The year 1879 witnessed the founding of the Bucharest Society for Macedo-Romanian Culture. Chaired by Calinic Miclescu, the Primate of Romania, and having Vasile Alexandrescu Urechia as its secretary, the institution was led by a Council made up of thirty-five personalities. These included Dimitrie and Ion Ghica, Dumitru Brătianu, C. A. Rosetti, Ion Câmpineanu, Gh. Chiţt, Nicolae Ionescu, Christian Tell, Menelas Ghermani, Dr. Ioan Kalinderu, D. A. Sturdza, Titu Maiorescu, Vasile Alecsandri, and Ioan Caragiani. As it had a legal status, the Society represented the genuine core of the Aromanian rebirth movement. Although the Society was not a government body, it had highly unusual responsibilities, such as the right to issue documents attesting civil status, including certificates of nationality intended to assist Aromanians in obtaining Romanian citizenship with comparatively reduced bureaucratic efforts.

Since it was a representative structure for the Aromanians, the Society also guided and coordinated their education in the Romanian language. Its initial objectives were to establish a Romanian bishopric for Aromanians and a boarding school for young people who were studying in Turkey, to raise funds and to subsidize the publication of Aromanian journals and books, and to support the Church. Beginning in 1880, the Society issued an Aromanian journal called Brotherhood for Justice, but it could only continue this effort for one year. Still, in 1880, it published a Macedo-Romanian album with 173 Romanian and foreign contributions to the cause.

The fact that the Society for Macedo-Romanian Culture was founded in 1879 was not purely coincidental. Immediately after gaining full state independence in 1878, Romania had the opportunity to freely develop a foreign policy of its own and used this Society to express its legitimate claim to play a part in the Balkans.

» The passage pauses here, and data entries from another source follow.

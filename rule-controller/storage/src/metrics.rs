use crate::SharedStorage;
use prometheus_client::{
    collector::Collector,
    encoding::{DescriptorEncoder, EncodeLabelSet, EncodeMetric},
    metrics::{counter::Counter, family::Family, gauge::ConstGauge, MetricType},
    registry::Registry,
};
use rule_controller_core::Kind;

#[derive(Clone, Debug, Default)]
pub struct StorageMetrics {
    connects: Counter,
    disconnects: Counter,
    pushes: Family<KindLabels, Counter>,
    acks: Family<KindLabels, Counter>,
    stale_acks: Counter,
    coalesced: Family<KindLabels, Counter>,
    send_failures: Family<KindLabels, Counter>,
}

#[derive(Clone, Debug, Hash, PartialEq, Eq, EncodeLabelSet)]
struct KindLabels {
    kind: &'static str,
}

#[derive(Debug)]
struct Instrumented(SharedStorage);

/// Exports gauges describing the current contents of the storage.
pub fn register_collector(reg: &mut Registry, storage: SharedStorage) {
    reg.register_collector(Box::new(Instrumented(storage)));
}

// === impl StorageMetrics ===

impl StorageMetrics {
    pub fn register(reg: &mut Registry) -> Self {
        let metrics = Self::default();
        reg.register(
            "connects",
            "Total number of client sessions opened",
            metrics.connects.clone(),
        );
        reg.register(
            "disconnects",
            "Total number of client sessions closed",
            metrics.disconnects.clone(),
        );
        reg.register(
            "pushes",
            "Total number of rule snapshots sent to clients",
            metrics.pushes.clone(),
        );
        reg.register(
            "acks",
            "Total number of pushes acknowledged by clients",
            metrics.acks.clone(),
        );
        reg.register(
            "stale_acks",
            "Total number of ignored acknowledgements with an unexpected nonce",
            metrics.stale_acks.clone(),
        );
        reg.register(
            "coalesced",
            "Total number of rule changes deferred while a push was unacknowledged",
            metrics.coalesced.clone(),
        );
        reg.register(
            "send_failures",
            "Total number of pushes that failed or timed out",
            metrics.send_failures.clone(),
        );
        metrics
    }

    pub(crate) fn connected(&self) {
        self.connects.inc();
    }

    pub(crate) fn disconnected(&self) {
        self.disconnects.inc();
    }

    pub(crate) fn pushed(&self, kind: Kind) {
        self.pushes.get_or_create(&KindLabels::from(kind)).inc();
    }

    pub(crate) fn acked(&self, kind: Kind) {
        self.acks.get_or_create(&KindLabels::from(kind)).inc();
    }

    pub(crate) fn stale_ack(&self) {
        self.stale_acks.inc();
    }

    pub(crate) fn coalesced(&self, kind: Kind) {
        self.coalesced.get_or_create(&KindLabels::from(kind)).inc();
    }

    pub(crate) fn send_failed(&self, kind: Kind) {
        self.send_failures.get_or_create(&KindLabels::from(kind)).inc();
    }
}

impl From<Kind> for KindLabels {
    fn from(kind: Kind) -> Self {
        Self {
            kind: kind.as_str(),
        }
    }
}

// === impl Instrumented ===

impl Collector for Instrumented {
    fn encode(&self, mut encoder: DescriptorEncoder<'_>) -> Result<(), std::fmt::Error> {
        let connections = ConstGauge::new(self.0.connection_count() as i64);
        let connections_encoder = encoder.encode_descriptor(
            "connections",
            "The number of connected clients",
            None,
            MetricType::Gauge,
        )?;
        connections.encode(connections_encoder)?;

        let mut revision_encoder = encoder.encode_descriptor(
            "revision",
            "The current revision of each rule kind",
            None,
            MetricType::Gauge,
        )?;
        for (kind, revision) in self.0.revisions() {
            let labels = [("kind", kind.as_str())];
            let revision = ConstGauge::new(revision);
            let revision_encoder = revision_encoder.encode_family(&labels)?;
            revision.encode(revision_encoder)?;
        }

        Ok(())
    }
}

#[cfg(test)]
mod tests {
    use super::*;
    use crate::{ConnectionConfig, Storage};

    #[test]
    fn encodes_counters_and_gauges() {
        let mut reg = Registry::default();
        let metrics = StorageMetrics::register(reg.sub_registry_with_prefix("storage"));
        let storage = Storage::shared(ConnectionConfig::default(), metrics.clone());
        register_collector(reg.sub_registry_with_prefix("storage"), storage);

        metrics.pushed(Kind::Authorization);
        metrics.pushed(Kind::Authorization);
        metrics.stale_ack();

        let mut text = String::new();
        prometheus_client::encoding::text::encode(&mut text, &reg).unwrap();
        assert!(
            text.contains(r#"storage_pushes_total{kind="authorization/v1beta1"} 2"#),
            "{text}"
        );
        assert!(text.contains("storage_stale_acks_total 1"), "{text}");
        assert!(text.contains("storage_connections 0"), "{text}");
    }
}
use crate::{endpoint::path_matches, Endpoint, IpNet};
use serde::{Deserialize, Serialize};
use std::net::IpAddr;
use tracing::warn;

/// A key/value pair matched against the JSON form of an endpoint.
#[derive(Clone, Debug, Default, PartialEq, Eq, Serialize, Deserialize)]
#[serde(default)]
pub struct Extend {
    #[serde(skip_serializing_if = "String::is_empty")]
    pub key: String,
    #[serde(skip_serializing_if = "String::is_empty")]
    pub value: String,
}

/// Selects the workloads an authentication policy applies to.
#[derive(Clone, Debug, Default, PartialEq, Eq, Serialize, Deserialize)]
#[serde(default, rename_all = "camelCase")]
pub struct Selector {
    #[serde(skip_serializing_if = "Vec::is_empty")]
    pub namespaces: Vec<String>,
    #[serde(skip_serializing_if = "Vec::is_empty")]
    pub not_namespaces: Vec<String>,
    #[serde(skip_serializing_if = "Vec::is_empty")]
    pub ip_blocks: Vec<String>,
    #[serde(skip_serializing_if = "Vec::is_empty")]
    pub not_ip_blocks: Vec<String>,
    #[serde(skip_serializing_if = "Vec::is_empty")]
    pub principals: Vec<String>,
    #[serde(skip_serializing_if = "Vec::is_empty")]
    pub not_principals: Vec<String>,
    #[serde(skip_serializing_if = "Vec::is_empty")]
    pub extends: Vec<Extend>,
    #[serde(skip_serializing_if = "Vec::is_empty")]
    pub not_extends: Vec<Extend>,
}

/// A borrowed view over the eight match criteria shared by every selector
/// and target shape.
///
/// Every non-empty criterion must be satisfied. Inclusion lists pass when any
/// element matches; exclusion lists fail when any element matches.
#[derive(Copy, Clone, Debug, Default)]
pub struct Criteria<'a> {
    pub namespaces: &'a [String],
    pub not_namespaces: &'a [String],
    pub ip_blocks: &'a [String],
    pub not_ip_blocks: &'a [String],
    pub principals: &'a [String],
    pub not_principals: &'a [String],
    pub extends: &'a [Extend],
    pub not_extends: &'a [Extend],
}

const SPIFFE_SCHEME: &str = "spiffe://";

// === impl Selector ===

impl Selector {
    pub fn criteria(&self) -> Criteria<'_> {
        Criteria {
            namespaces: &self.namespaces,
            not_namespaces: &self.not_namespaces,
            ip_blocks: &self.ip_blocks,
            not_ip_blocks: &self.not_ip_blocks,
            principals: &self.principals,
            not_principals: &self.not_principals,
            extends: &self.extends,
            not_extends: &self.not_extends,
        }
    }

    pub fn matches(&self, endpoint: Option<&Endpoint>) -> bool {
        self.criteria().matches(endpoint)
    }
}

// === impl Criteria ===

impl Criteria<'_> {
    /// Evaluates the criteria against an endpoint. No endpoint matches
    /// everything.
    pub fn matches(&self, endpoint: Option<&Endpoint>) -> bool {
        let Some(endpoint) = endpoint else {
            return true;
        };

        self.matches_namespace(endpoint)
            && self.matches_ip_blocks(endpoint)
            && self.matches_principals(endpoint)
            && self.matches_extends(endpoint)
    }

    fn matches_namespace(&self, endpoint: &Endpoint) -> bool {
        let namespace = endpoint.namespace();
        let listed = |list: &[String]| namespace.is_some_and(|ns| list.iter().any(|n| n == ns));

        if !self.namespaces.is_empty() && !listed(self.namespaces) {
            return false;
        }
        !listed(self.not_namespaces)
    }

    fn matches_ip_blocks(&self, endpoint: &Endpoint) -> bool {
        if !self.ip_blocks.is_empty() && !contains_any(self.ip_blocks, &endpoint.ips) {
            return false;
        }
        !contains_any(self.not_ip_blocks, &endpoint.ips)
    }

    fn matches_principals(&self, endpoint: &Endpoint) -> bool {
        let id = endpoint.spiffe_id.as_str();
        let unscoped = id.strip_prefix(SPIFFE_SCHEME);
        let listed = |list: &[String]| {
            list.iter()
                .any(|p| p == id || unscoped.is_some_and(|u| p == u))
        };

        if !self.principals.is_empty() && !listed(self.principals) {
            return false;
        }
        !listed(self.not_principals)
    }

    fn matches_extends(&self, endpoint: &Endpoint) -> bool {
        if self.extends.is_empty() && self.not_extends.is_empty() {
            return true;
        }

        let json = match endpoint.to_json() {
            Ok(json) => json,
            Err(error) => {
                warn!(%error, endpoint = %endpoint.id, "Failed to encode endpoint");
                return false;
            }
        };
        let listed = |list: &[Extend]| {
            list.iter()
                .any(|e| path_matches(&json, &e.key, &e.value))
        };

        if !self.extends.is_empty() && !listed(self.extends) {
            return false;
        }
        !listed(self.not_extends)
    }
}

/// Indicates whether any of the endpoint's addresses falls within any of the
/// blocks. Blocks and addresses that fail to parse are logged and skipped.
fn contains_any(blocks: &[String], ips: &[String]) -> bool {
    blocks.iter().any(|block| {
        let net = match block.parse::<IpNet>() {
            Ok(net) => net,
            Err(error) => {
                warn!(%error, %block, "Ignoring invalid IP block");
                return false;
            }
        };
        ips.iter().any(|ip| match ip.parse::<IpAddr>() {
            Ok(addr) => net.contains(&addr),
            Err(error) => {
                warn!(%error, %ip, "Ignoring invalid endpoint IP");
                false
            }
        })
    })
}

However, this claim never implied territorial annexations, only the strengthening of Aromanian cultural autonomy. The Society functioned until 1948.

On the eve of the Balkan Wars, there were over 100 Romanian primary schools in the Ottoman Empire, as well as several secondary schools, including a high school in Bitola and a trade school in Salonika. Although these schools all required their students to pay tuition fees, they were subsidized by the Romanian government. The Aromanian schools outside Romania were placed under the direct authority of the Romanian State that appointed all the teachers. They were also subordinated to a General Inspectorate.

For several decades, this Inspectorate was headed by Apostol Margarit. With the help of the French priest Jean Claude Faveryal, he supervised the birth of many Romanian schools for the Vlach population of the Ottoman Empire. Apostol Margarit dedicated many works to the Aromenian question - Raport despre persecuŃiile şcoalelor române în Macedonia din partea Grecilor in 1875; Réfutation d'une brochure grecque par un Valaque épirote in 1878, Etudes historiques sur les Valaques du Pinde in 1881, Les Grecs, les Valaques, les Albanais et l'Empire turc par un Valaque du Pinde in 1886; La politique grecque en Turquie in 1890; Memoriu privitor la şcoalele de peste Balcani in 1887.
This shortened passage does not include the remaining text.